Caso Colombiano: Eleição de sindicato teria sido fraudada, diz testemunha
Em depoimento dado na segunda audiência de instrução do processo que investiga o assassinato do ex-tesoureiro do Sindicato dos Rodoviários da Bahia, Paulo Colombiano, e de sua esposa, Catarina Galindo, um ex-integrante da chapa de oposição ao comando da entidade de classe afirmou que as eleições que elegeram o grupo do ex-diretor financeiro foram fraudadas. Mário Cléber de Menezes Costa foi a primeira testemunha a depor na sessão realizada nesta sexta-feira (1º). Ele acusa os sindicalistas Manoel Machado, Daladier Nunes e outros dois homens identificados por ele como Sousa e Flávio de terem cometido a fraude. Machado, juntamente com o atual deputado estadual J. Carlos (PT), integrava a chapa de Colombiano. Costa também contou que, ainda hoje, os membros do sindicato têm medo de falar do crime com medo de “represálias” por parte de Machado, J. Carlos e Daladier.
Já a segunda testemunha, o diretor jurídico do sindicato, Cleber Raimundo dos Santos Paiva, disse não saber se Colombiano sofria ameaças. No entanto, acusou Jorge Cleber, da empresa de ônibus Expresso Candeias, de fazer gestos com a mão, indicando o disparo de tiros, e dizer que "aquele que me chamou de mala e ladrão já foi”, em referência a Colombiano, que o teria ameaçado. Contudo, a testemunha também assegura que, após a morte do ex-tesoureiro, Jorge fez questão de dizer em uma reunião que a declaração não tinha a ver com a morte do sindicalista e que não estava feliz com o fato. Eliosvaldo Nascimento dos Reis, terceiro a dar declarações, disse que as eleições ocorridas à época de Colombiano “não transcorreram com tranquilidade”. “Eu via muita gente subindo e descendo com arma dentro do carro”, depôs. Reis, que era aliado da chapa da vítima, não soube dizer quem eram essas pessoas. Segundo ele, os empresários de ônibus, assim como os donos da Matermed, poderiam ter interesse na morte do ex-diretor financeiro. A denúncia do Ministério Público (MP-BA) que originou a ação penal acusa Claudomiro e Cássio de terem ordenado a morte de Colombiano depois que ele descobriu um suposto superfaturamento no contrato entre a seguradora de saúde e o sindicato. De acordo com a ação, o plano estaria recebendo pelos serviços um preço muito maior do que o de mercado. Uma parte do montante ficaria para a empresa e a outra retornaria ao sindicato e seria divida entre membros da diretoria.

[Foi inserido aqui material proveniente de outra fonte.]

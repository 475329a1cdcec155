use crate::error::Error;
use crate::memory::Memory;
use nix::unistd;
use std::fmt;
use std::os::fd::AsFd;
use tracing::trace;

/// Circular byte buffer over a double-mapped memory region.
///
/// One slot is sacrificed to tell full from empty, so a buffer of
/// capacity `C` holds at most `C - 1` bytes. Reader and writer offsets
/// always stay in `[0, capacity)`; because the second half of the
/// mapping aliases the first, every transfer is a single contiguous
/// copy regardless of where it wraps.
///
/// The buffer is single-threaded by design: it is `Send` but not
/// `Sync`, and performs no locking of its own.
pub struct RingBuffer {
    memory: Memory,
    reader: usize,
    writer: usize,
}

impl RingBuffer {
    /// Maps a buffer of `capacity` bytes.
    ///
    /// `capacity` must be a positive multiple of the page size, or the
    /// call fails with [`Error::InvalidSize`] before anything is mapped.
    pub fn new(capacity: usize) -> Result<Self, Error> {
        let memory = Memory::new(capacity)?;
        Ok(RingBuffer {
            memory,
            reader: 0,
            writer: 0,
        })
    }

    /// Releases the mappings in strict sequence instead of relying on
    /// `Drop`, surfacing [`Error::UnmapFailed`] if the kernel refuses a
    /// release step.
    pub fn destroy(mut self) -> Result<(), Error> {
        self.memory.unmap()
    }

    pub fn capacity(&self) -> usize {
        self.memory.size()
    }

    /// Page size the capacity was validated against, queried once at
    /// construction.
    pub fn page_size(&self) -> usize {
        self.memory.page_size()
    }

    /// Bytes currently buffered.
    pub fn used(&self) -> usize {
        let capacity = self.capacity();
        (self.writer + capacity - self.reader) % capacity
    }

    /// Bytes that can still be written.
    pub fn available(&self) -> usize {
        self.capacity() - 1 - self.used()
    }

    pub fn is_empty(&self) -> bool {
        self.reader == self.writer
    }

    pub fn is_full(&self) -> bool {
        self.used() == self.capacity() - 1
    }

    /// Copies up to `source.len()` bytes in, truncating to the space
    /// available. Returns the number of bytes copied; never fails.
    pub fn put(&mut self, source: &[u8]) -> usize {
        let amount = source.len().min(self.available());
        let writer = self.writer;
        self.slice_at_mut(writer, amount)
            .copy_from_slice(&source[..amount]);
        self.writer = (writer + amount) % self.capacity();
        amount
    }

    /// Copies `source` in whole, or not at all.
    ///
    /// Fails with [`Error::InsufficientSpace`] and leaves the buffer
    /// untouched when the payload does not fit.
    pub fn put_all(&mut self, source: &[u8]) -> Result<(), Error> {
        if source.len() > self.available() {
            return Err(Error::InsufficientSpace);
        }
        self.put(source);
        Ok(())
    }

    /// Copies up to `dest.len()` bytes out, truncating to the data
    /// buffered. Returns the number of bytes copied; never fails.
    pub fn get(&mut self, dest: &mut [u8]) -> usize {
        let amount = dest.len().min(self.used());
        let reader = self.reader;
        dest[..amount].copy_from_slice(self.slice_at(reader, amount));
        self.reader = (reader + amount) % self.capacity();
        amount
    }

    /// Reads up to `dest.len()` bytes starting `offset` bytes past the
    /// reader without consuming anything. Returns the number of bytes
    /// read; 0 when `offset` is at or beyond the buffered data.
    pub fn peek(&self, offset: usize, dest: &mut [u8]) -> usize {
        let used = self.used();
        if offset >= used {
            return 0;
        }
        let amount = dest.len().min(used - offset);
        let start = (self.reader + offset) % self.capacity();
        dest[..amount].copy_from_slice(self.slice_at(start, amount));
        amount
    }

    /// Like [`get`](Self::get), but refuses to consume anything until at
    /// least `min_size` bytes are buffered.
    ///
    /// Fails with [`Error::InsufficientData`] (no mutation) below the
    /// threshold, and with [`Error::InvalidArgument`] when `dest` itself
    /// cannot hold `min_size` bytes.
    pub fn get_min(&mut self, dest: &mut [u8], min_size: usize) -> Result<usize, Error> {
        if dest.len() < min_size {
            return Err(Error::InvalidArgument(
                "destination shorter than the requested minimum",
            ));
        }
        if self.used() < min_size {
            return Err(Error::InsufficientData);
        }
        Ok(self.get(dest))
    }

    /// Discards `amount` buffered bytes without copying them out.
    ///
    /// Fails with [`Error::InsufficientData`] and leaves the buffer
    /// untouched when fewer than `amount` bytes are buffered.
    pub fn skip(&mut self, amount: usize) -> Result<(), Error> {
        if self.used() < amount {
            return Err(Error::InsufficientData);
        }
        self.reader = (self.reader + amount) % self.capacity();
        Ok(())
    }

    /// Moves the reader backward by `amount`, re-exposing the most
    /// recently consumed bytes as unread.
    ///
    /// Un-consuming may not grow the buffered amount past
    /// `capacity - 1`, so `amount` is bounded by
    /// [`available`](Self::available); beyond that the call fails with
    /// [`Error::InsufficientSpace`] and nothing moves. The bytes behind
    /// the reader are whatever the writer last stored there, so rolling
    /// back further than what was actually consumed since the last wrap
    /// re-reads stale data.
    pub fn rollback(&mut self, amount: usize) -> Result<(), Error> {
        if amount > self.available() {
            return Err(Error::InsufficientSpace);
        }
        let capacity = self.capacity();
        self.reader = (self.reader + capacity - amount) % capacity;
        Ok(())
    }

    /// Formats directly into the buffer, truncating at the space
    /// available. Returns the number of bytes written, which the writer
    /// offset advanced by; callers that must not lose output should
    /// compare it against the length they expected.
    pub fn put_fmt(&mut self, args: fmt::Arguments) -> usize {
        let available = self.available();
        let writer = self.writer;
        let mut sink = TruncatingSink {
            buf: self.slice_at_mut(writer, available),
            written: 0,
        };
        // The sink never errors; overflow is truncated instead.
        let _ = fmt::Write::write_fmt(&mut sink, args);
        let written = sink.written;
        self.writer = (writer + written) % self.capacity();
        written
    }

    /// Issues one `read(2)` on `fd` into the buffer, for up to
    /// `min(size, available())` bytes, and advances the writer by the
    /// amount transferred.
    ///
    /// Returns `Ok(0)` at end-of-input; other outcomes of the
    /// descriptor surface unmodified as [`Error::Io`] (see
    /// [`Error::is_would_block`]). Never loops, never blocks beyond
    /// what the descriptor itself does. A full buffer shrinks the
    /// window to zero bytes, which is indistinguishable from
    /// end-of-input here, so check [`available`](Self::available) first
    /// when that matters.
    pub fn read_from<Fd: AsFd>(&mut self, fd: Fd, size: usize) -> Result<usize, Error> {
        let amount = size.min(self.available());
        let writer = self.writer;
        let count = unistd::read(fd.as_fd(), self.slice_at_mut(writer, amount))?;
        self.writer = (writer + count) % self.capacity();
        trace!(
            requested = size,
            window = amount,
            transferred = count,
            "filled from descriptor"
        );
        Ok(count)
    }

    /// Issues one `write(2)` on `fd` from the buffer, for up to
    /// `min(size, used())` bytes, and advances the reader by the amount
    /// transferred. Single-shot like [`read_from`](Self::read_from).
    pub fn write_to<Fd: AsFd>(&mut self, fd: Fd, size: usize) -> Result<usize, Error> {
        let amount = size.min(self.used());
        let reader = self.reader;
        let count = unistd::write(fd.as_fd(), self.slice_at(reader, amount))?;
        self.reader = (reader + count) % self.capacity();
        trace!(
            requested = size,
            window = amount,
            transferred = count,
            "drained to descriptor"
        );
        Ok(count)
    }

    /// Finds the first occurrence of `pattern` in the buffered data,
    /// beginning `start` bytes past the reader, within a window of
    /// `limit` bytes (`0` or an oversized limit searches to the end of
    /// the buffered data).
    ///
    /// Returns the match offset relative to the reader, or `None`.
    /// Fails with [`Error::InvalidArgument`] for an empty pattern or a
    /// `start` at or beyond the buffered data. The window is one
    /// contiguous slice through the doubled mapping, so a match
    /// straddling the physical end of the buffer is found like any
    /// other.
    pub fn search(&self, pattern: &[u8], start: usize, limit: usize) -> Result<Option<usize>, Error> {
        if pattern.is_empty() {
            return Err(Error::InvalidArgument("empty search pattern"));
        }
        let used = self.used();
        if start >= used {
            return Err(Error::InvalidArgument("search start beyond buffered data"));
        }
        let mut window = used - start;
        if limit != 0 {
            window = window.min(limit);
        }
        if pattern.len() > window {
            return Ok(None);
        }
        let haystack = self.slice_at((self.reader + start) % self.capacity(), window);
        Ok(haystack
            .windows(pattern.len())
            .position(|candidate| candidate == pattern)
            .map(|pos| start + pos))
    }

    /// Contiguous view of `len` bytes starting at physical `offset`.
    /// Valid for any `offset < capacity` and `len <= capacity`; the
    /// range `[offset, offset + len)` always lies inside the doubled
    /// mapping.
    fn slice_at(&self, offset: usize, len: usize) -> &[u8] {
        debug_assert!(offset < self.capacity());
        debug_assert!(len <= self.capacity());
        unsafe { std::slice::from_raw_parts(self.memory.as_ptr().as_ptr().add(offset), len) }
    }

    fn slice_at_mut(&mut self, offset: usize, len: usize) -> &mut [u8] {
        debug_assert!(offset < self.capacity());
        debug_assert!(len <= self.capacity());
        unsafe { std::slice::from_raw_parts_mut(self.memory.as_ptr().as_ptr().add(offset), len) }
    }
}

/// `fmt::Write` sink over a fixed window that drops whatever does not
/// fit instead of erroring, so formatting machinery runs to completion
/// and `written` reflects exactly the bytes stored.
struct TruncatingSink<'a> {
    buf: &'a mut [u8],
    written: usize,
}

impl fmt::Write for TruncatingSink<'_> {
    fn write_str(&mut self, s: &str) -> fmt::Result {
        let amount = s.len().min(self.buf.len() - self.written);
        self.buf[self.written..self.written + amount].copy_from_slice(&s.as_bytes()[..amount]);
        self.written += amount;
        Ok(())
    }
}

O último depoente, Carlos Oliveira Santos, ex-diretor jurídico da entidade, disse que as irregularidades com o plano de saúde foram constatadas há muito tempo e que ele, Colombiano e mais dois membros do sindicato denunciaram os desvios de verba. Ele conta que um homem que identifica como Ariosvaldo Brito Arcanjo o teria espancado a mando de J. Carlos, em represália por ter denunciado o esquema. “Depois que nós denunciamos o negócio começou a ficar estranho para a gente lá no sindicato”, confessou. O inquérito foi arquivado pelo MP-BA. Adelmo Silva Santos, quinta testemunha, não compareceu à sessão. Ao final da audiência, a promotora do caso, Armênia Cristina Santos, pediu a substituição da testemunha ausente por Manoel Machado, mas foi contestada de pela defesa dos réus. Föppel afirmou que o MP teve oportunidade de convocar a testemunha na época da denúncia, mas não o fez, e que, portanto, a defesa “não pode ficar ao sabor do vento das decisões do MP”. No entanto, o juiz da 2ª Vara do Tribunal do Júri, onde corre o processo, deferiu o pedido da promotoria.